Another example to find duplicates in Python DataFrame
In this example, we want to select duplicate rows values based on the selected columns. To perform this task we can use the DataFrame.duplicated() method. Now in this Program first, we will create a list and assign values in it and then create a dataframe in which we have to pass the list of column names in subset as a parameter.
Source Code:
import pandas as pd
student_info = [('George', 78, 'Australia'),
('Micheal', 189, 'Germany'),
('Oliva', 140, 'Malaysia'),
('James', 95, 'Uganda'),
('James', 95, 'Uganda'),
('Oliva', 140, 'Malaysia'),
('Elijah', 391, 'Japan'),
('Chris', 167, 'China')
]
df = pd.DataFrame(student_info,
columns = ['Student_name', 'Student_id', 'Student_city'])
new_duplicate = df[df.duplicated('Student_city')]
print("Duplicate values in City :")
print(new_duplicate)
In the above code Once you will print ‘new_duplicate’ then the output will display the duplicate row values which are present in the given list.
Here is the output of the following given code
Also, Read: Python Pandas CSV Tutorial
How to identify duplicates in Python DataFrame
- Here we can see how to identify Duplicates value in Pandas DataFrame by using Python.
- In Pandas library, DataFrame class provides a function to identify duplicate row values based on columns that is DataFrame.duplicated() method and it always return a boolean series denoting duplicate rows with true value.
Example:
Let’s take an example and check how to identify duplicate row values in Python DataFrame
import pandas as pd
df = pd.DataFrame({'Employee_name': ['George','John', 'Micheal', 'Potter','James','Oliva'],'Languages': ['Ruby','Sql','Mongodb','Ruby','Sql','Python']})

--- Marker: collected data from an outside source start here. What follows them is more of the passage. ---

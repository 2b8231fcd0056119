//! SKU reconciliation: map an incoming variant observation onto a stored
//! variant of the same product, or declare it new.
//!
//! Upstream variant ids churn between catalog passes for the same physical
//! variant, so identity is derived from normalized display attributes. Two
//! strictness tiers absorb historical drift in how older records were
//! canonicalized: the loose comparison key is tried first, then the strict
//! canonical key.

use serde_json::Value;
use std::collections::HashMap;
use tracing::{debug, warn};

use crate::database_ops::products::VariantDoc;
use crate::normalization::{canonical_props, color_key, props_compare_key};

/// Both lookup keys for an incoming `(color, properties)` pair.
#[derive(Debug, Clone)]
pub struct IncomingKeys {
    pub color: String,
    pub strict_props: String,
    pub loose_props: String,
}

impl IncomingKeys {
    pub fn from_raw(color: &str, properties: &Value) -> Self {
        Self {
            color: color_key(color),
            strict_props: canonical_props(properties),
            loose_props: props_compare_key(properties),
        }
    }
}

/// Matcher verdict: exactly one of matched-existing or declared-new.
#[derive(Debug, Clone, Copy, PartialEq, Eq)]
pub enum MatchOutcome {
    /// Index into the stored variant slice.
    Existing(usize),
    New,
}

// \u{1} cannot appear in normalized keys, so the joined form is unambiguous.
fn join_key(color: &str, props: &str) -> String {
    format!("\u{1}{color}\u{1}{props}")
}

/// Two-level lookup table over a product's stored variants, rebuilt per
/// product per run.
pub struct VariantIndex {
    loose: HashMap<String, usize>,
    strict: HashMap<String, usize>,
}

impl VariantIndex {
    pub fn build(product_id: &str, stored: &[VariantDoc]) -> Self {
        let mut loose: HashMap<String, usize> = HashMap::new();
        let mut strict: HashMap<String, usize> = HashMap::new();
        for (idx, variant) in stored.iter().enumerate() {
            // Stored colors/props were normalized at write time, but legacy
            // rows may predate the current rules; renormalizing is idempotent
            // for clean data and repairs the rest.
            let color = color_key(&variant.c);
            let loose_key = join_key(
                &color,
                &props_compare_key(&Value::String(variant.sp.clone())),
            );
            let strict_key = join_key(&color, &variant.sp);

            for (map, key, tier) in [
                (&mut loose, loose_key, "loose"),
                (&mut strict, strict_key, "strict"),
            ] {
                if let Some(&first) = map.get(&key) {
                    // Should not happen under the write-time uniqueness
                    // invariant; historical bad writes can still produce it.
                    // Keep the first stored variant deterministically.
                    warn!(
                        product_id,
                        tier,
                        kept_sid = %stored[first].sid,
                        dropped_sid = %variant.sid,
                        "match-key collision between stored variants"
                    );
                } else {
                    map.insert(key, idx);
                }
            }
        }
        Self { loose, strict }
    }

    /// Resolution order: loose key, then strict key, then new.
    pub fn resolve(&self, keys: &IncomingKeys) -> MatchOutcome {
        let loose = join_key(&keys.color, &keys.loose_props);
        if let Some(&idx) = self.loose.get(&loose) {
            // Drift monitor: a loose hit whose strict counterpart would have
            // missed means the stored canonical form has diverged.
            let strict = join_key(&keys.color, &keys.strict_props);
            if !self.strict.contains_key(&strict) {
                debug!(color = %keys.color, "variant matched only at loose tier");
            }
            return MatchOutcome::Existing(idx);
        }
        let strict = join_key(&keys.color, &keys.strict_props);
        if let Some(&idx) = self.strict.get(&strict) {
            return MatchOutcome::Existing(idx);
        }
        MatchOutcome::New
    }
}

#[cfg(test)]
mod tests {
    use super::*;
    use serde_json::json;
    use std::collections::BTreeMap;

    fn stored(sid: &str, color: &str, props: &Value) -> VariantDoc {
        VariantDoc {
            sid: sid.to_string(),
            c: color_key(color),
            sp: canonical_props(props),
            sp_key: props_compare_key(props),
            link: None,
            cur: "KRW".into(),
            pd: BTreeMap::new(),
        }
    }

    #[test]
    fn matches_despite_variant_id_churn() {
        let props = json!([{"색상": "블랙", "사이즈": "L"}]);
        let variants = vec![stored("old-id-123", "Black", &props)];
        let index = VariantIndex::build("p1", &variants);

        // Same physical variant, new upstream id, reordered properties.
        let incoming = IncomingKeys::from_raw(
            "black",
            &json!([{"사이즈": "L", "색상": "블랙"}]),
        );
        assert_eq!(index.resolve(&incoming), MatchOutcome::Existing(0));
    }

    #[test]
    fn strict_tier_catches_synonym_drift() {
        // Stored record was written with the canonical key 색상; the feed
        // now spells it 색깔. The loose key keeps the raw spelling and
        // misses; the strict canonicalization maps it back.
        let variants = vec![stored("1", "black", &json!([{"색상": "블랙"}]))];
        let index = VariantIndex::build("p1", &variants);

        let incoming = IncomingKeys::from_raw("black", &json!([{"색깔": "블랙"}]));
        assert_eq!(index.resolve(&incoming), MatchOutcome::Existing(0));
    }

    #[test]
    fn unmatched_variant_is_declared_new() {
        let variants = vec![stored("1", "black", &json!([{"색상": "블랙"}]))];
        let index = VariantIndex::build("p1", &variants);

        let incoming = IncomingKeys::from_raw("white", &json!([{"색상": "화이트"}]));
        assert_eq!(index.resolve(&incoming), MatchOutcome::New);
    }

    #[test]
    fn totality_on_empty_stored_set() {
        let index = VariantIndex::build("p1", &[]);
        let incoming = IncomingKeys::from_raw("red", &Value::Null);
        assert_eq!(index.resolve(&incoming), MatchOutcome::New);
    }

    #[test]
    fn collision_resolves_to_first_in_stored_order() {
        let props = json!([{"색상": "블랙"}]);
        let variants = vec![stored("first", "black", &props), stored("second", "black", &props)];
        let index = VariantIndex::build("p1", &variants);

        let incoming = IncomingKeys::from_raw("black", &props);
        assert_eq!(index.resolve(&incoming), MatchOutcome::Existing(0));
    }

    #[test]
    fn color_noise_does_not_split_identity() {
        let props = json!([{"사이즈": "M"}]);
        let variants = vec![stored("1", "Space Gray", &props)];
        let index = VariantIndex::build("p1", &variants);

        let incoming = IncomingKeys::from_raw("space-gray\u{200B}", &props);
        assert_eq!(index.resolve(&incoming), MatchOutcome::Existing(0));
    }
}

print("Existing DataFrame")
print(df)
print("Identify duplicate values:")
print(df.duplicated())
In the above example, we have set duplicated values in the Pandas DataFrame and then apply the method df. duplicated() it will check the condition if duplicate values are present in the dataframe then it will display ‘true’. if duplicate values do not exist in DataFrame then it will show the ‘False’ boolean value.
You can refer to the below Screenshot
Read: How to get unique values in Pandas DataFrame
Another example to identify duplicates row value in Pandas DataFrame
In this example, we will select duplicate rows based on all columns. To do this task we will pass keep= ‘last’ as an argument and this parameter specifies all duplicates except their last occurrence and it will be marked as ‘True’.
Source Code:
import pandas as pd
employee_name = [('Chris', 178, 'Australia'),
('Hemsworth', 987, 'Newzealand'),
('George', 145, 'Switzerland'),
('Micheal',668, 'Malaysia'),
('Elijah', 402, 'England'),
('Elijah',402, 'England'),
('William',389, 'Russia'),
('Hayden', 995, 'France')
]
df = pd.DataFrame(employee_name,
columns = ['emp_name', 'emp_id', 'emp_city'])

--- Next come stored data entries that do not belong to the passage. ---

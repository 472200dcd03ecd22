use async_trait::async_trait;
use reqwest::header::{HeaderMap, HeaderValue, CONTENT_TYPE};
use reqwest::{Client, StatusCode};
use serde::Serialize;
use std::time::Duration;

use crate::core::presence::{StatusError, StatusReporter};

pub const DEFAULT_STATUS_WEBHOOK_URL: &str =
    "https://joeuausysodgfannjzwp.supabase.co/functions/v1/bot-status";

/// Header the dashboard checks the shared secret against.
const SECRET_HEADER: &str = "x-webhook-secret";

/// Keeps a slow dashboard from holding up shutdown or the ready handler.
const REQUEST_TIMEOUT: Duration = Duration::from_secs(5);

#[derive(Debug, Serialize)]
struct StatusPayload {
    is_online: bool,
}

/// Posts `{"is_online": bool}` to the status dashboard.
pub struct WebhookStatusReporter {
    client: Client,
    url: String,
}

impl WebhookStatusReporter {
    pub fn new(url: impl Into<String>, secret: &str) -> Result<Self, StatusError> {
        Self::with_builder(url, secret, Client::builder())
    }

    fn with_builder(
        url: impl Into<String>,
        secret: &str,
        builder: reqwest::ClientBuilder,
    ) -> Result<Self, StatusError> {
        let mut headers = HeaderMap::new();
        headers.insert(CONTENT_TYPE, HeaderValue::from_static("application/json"));
        headers.insert(
            SECRET_HEADER,
            HeaderValue::from_str(secret).map_err(|e| StatusError::Transport(e.to_string()))?,
        );

        let client = builder
            .default_headers(headers)
            .timeout(REQUEST_TIMEOUT)
            .build()
            .map_err(|e| StatusError::Transport(e.to_string()))?;

        Ok(Self {
            client,
            url: url.into(),
        })
    }

    /// Build a reporter only when a secret is configured.
    pub fn from_secret(url: &str, secret: Option<&str>) -> Result<Option<Self>, StatusError> {
        match secret {
            Some(secret) if !secret.is_empty() => Self::new(url, secret).map(Some),
            _ => Ok(None),
        }
    }
}

#[async_trait]
impl StatusReporter for WebhookStatusReporter {
    async fn report(&self, is_online: bool) -> Result<(), StatusError> {
        let response = self
            .client
            .post(&self.url)
            .json(&StatusPayload { is_online })
            .send()
            .await
            .map_err(|e| StatusError::Transport(e.to_string()))?;

        match response.status() {
            StatusCode::OK => Ok(()),
            status => Err(StatusError::Rejected(status.as_u16())),
        }
    }
}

new_val = df[df.duplicated(keep = 'last')]
print("Duplicate Rows :")
print(new_val)
In the above code first, we have imported the Pandas library and then create a list of tuples in which we have assigned the row’s value along with that create a dataframe object and pass keep=’last’ as an argument. Once you will print the ‘new_val’ then the output will display the duplicate rows which are present in the Pandas DataFrame.
Here is the execution of the following given code
Read: Crosstab in Python Pandas
How to find duplicate values in Python DataFrame
- Let us see how to find duplicate values in Python DataFrame.

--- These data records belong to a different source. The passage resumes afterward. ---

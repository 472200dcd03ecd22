// Authorization rules for privileged commands.
//
// Pure functions over plain ids. The Discord layer collects the caller's roles
// once per invocation and hands them over as a `CallerIdentity`.

use std::collections::HashSet;
use std::str::FromStr;

/// Who is invoking a command, reduced to what authorization needs.
#[derive(Debug, Clone, Default, PartialEq, Eq)]
pub struct CallerIdentity {
    pub user_id: u64,
    pub role_ids: HashSet<u64>,
}

impl CallerIdentity {
    pub fn new(user_id: u64, role_ids: impl IntoIterator<Item = u64>) -> Self {
        Self {
            user_id,
            role_ids: role_ids.into_iter().collect(),
        }
    }
}

/// What a command demands of its caller.
#[derive(Debug, Clone, PartialEq, Eq)]
pub enum RoleRequirement {
    /// Only this one account, whatever roles it holds.
    ExactUser(u64),
    /// At least one of these roles.
    AnyOfRoles(HashSet<u64>),
}

pub fn is_authorized(caller: &CallerIdentity, required: &RoleRequirement) -> bool {
    match required {
        RoleRequirement::ExactUser(user_id) => caller.user_id == *user_id,
        RoleRequirement::AnyOfRoles(roles) => !caller.role_ids.is_disjoint(roles),
    }
}

/// How unauthorized callers are answered. Applies to every gated command.
#[derive(Debug, Clone, Copy, PartialEq, Eq, Default)]
pub enum DenialPolicy {
    /// Reply with a short denial (ephemeral for slash commands).
    #[default]
    Reply,
    /// Ignore the invocation entirely.
    Silent,
}

impl FromStr for DenialPolicy {
    type Err = String;

    fn from_str(s: &str) -> Result<Self, Self::Err> {
        match s.trim().to_ascii_lowercase().as_str() {
            "reply" => Ok(Self::Reply),
            "silent" => Ok(Self::Silent),
            other => Err(format!("unknown denial policy `{}`", other)),
        }
    }
}

/// The privileged identities configured for this deployment.
#[derive(Debug, Clone, Copy, PartialEq, Eq)]
pub struct AccessPolicy {
    pub owner_id: u64,
    pub ownership_role_id: u64,
    pub mod_role_id: u64,
    pub denial: DenialPolicy,
}

impl AccessPolicy {
    /// Presence and shutdown commands.
    pub fn owner(&self) -> RoleRequirement {
        RoleRequirement::ExactUser(self.owner_id)
    }

    /// `$kick` and `$ban`.
    pub fn moderator(&self) -> RoleRequirement {
        RoleRequirement::AnyOfRoles(HashSet::from([self.mod_role_id]))
    }

    /// `$purge`.
    pub fn ownership(&self) -> RoleRequirement {
        RoleRequirement::AnyOfRoles(HashSet::from([self.ownership_role_id]))
    }

    /// `/embed`.
    pub fn staff(&self) -> RoleRequirement {
        RoleRequirement::AnyOfRoles(HashSet::from([self.mod_role_id, self.ownership_role_id]))
    }

    /// How a caller failing `required` is answered. Owner commands never
    /// acknowledge anyone else, whatever the configured policy.
    pub fn denial_for(&self, required: &RoleRequirement) -> DenialPolicy {
        match required {
            RoleRequirement::ExactUser(_) => DenialPolicy::Silent,
            RoleRequirement::AnyOfRoles(_) => self.denial,
        }
    }
}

- Now we want to check if this dataframe contains any duplicates elements or not. To do this task we can use the combination of df.loc() and df.duplicated() method.
- In Python the loc() method is used to retrieve a group of rows columns and it takes only index labels and DataFrame.duplicated() method will help the user to analyze duplicate values in Pandas DataFrame.
Source Code:
import pandas as pd
df=pd.DataFrame(data=[[6,9],[18,77],[6,9],[26,51],[119,783]],columns=['val1','val2'])
new_val = df.duplicated(subset=['val1','val2'], keep='first')
new_output = df.loc[new_val == True]
print(new_output)
In the above code first, we have created a dataframe object in which we have assigned column values. Now we want to replace duplicate values from the given Dataframe by using the df. duplicated() method.
Here is the implementation of the following given code
Read: Groupby in Python Pandas
How to find duplicates in a column in Python DataFrame
- In this program, we will discuss how to find duplicates in a specific column by using Pandas DataFrame.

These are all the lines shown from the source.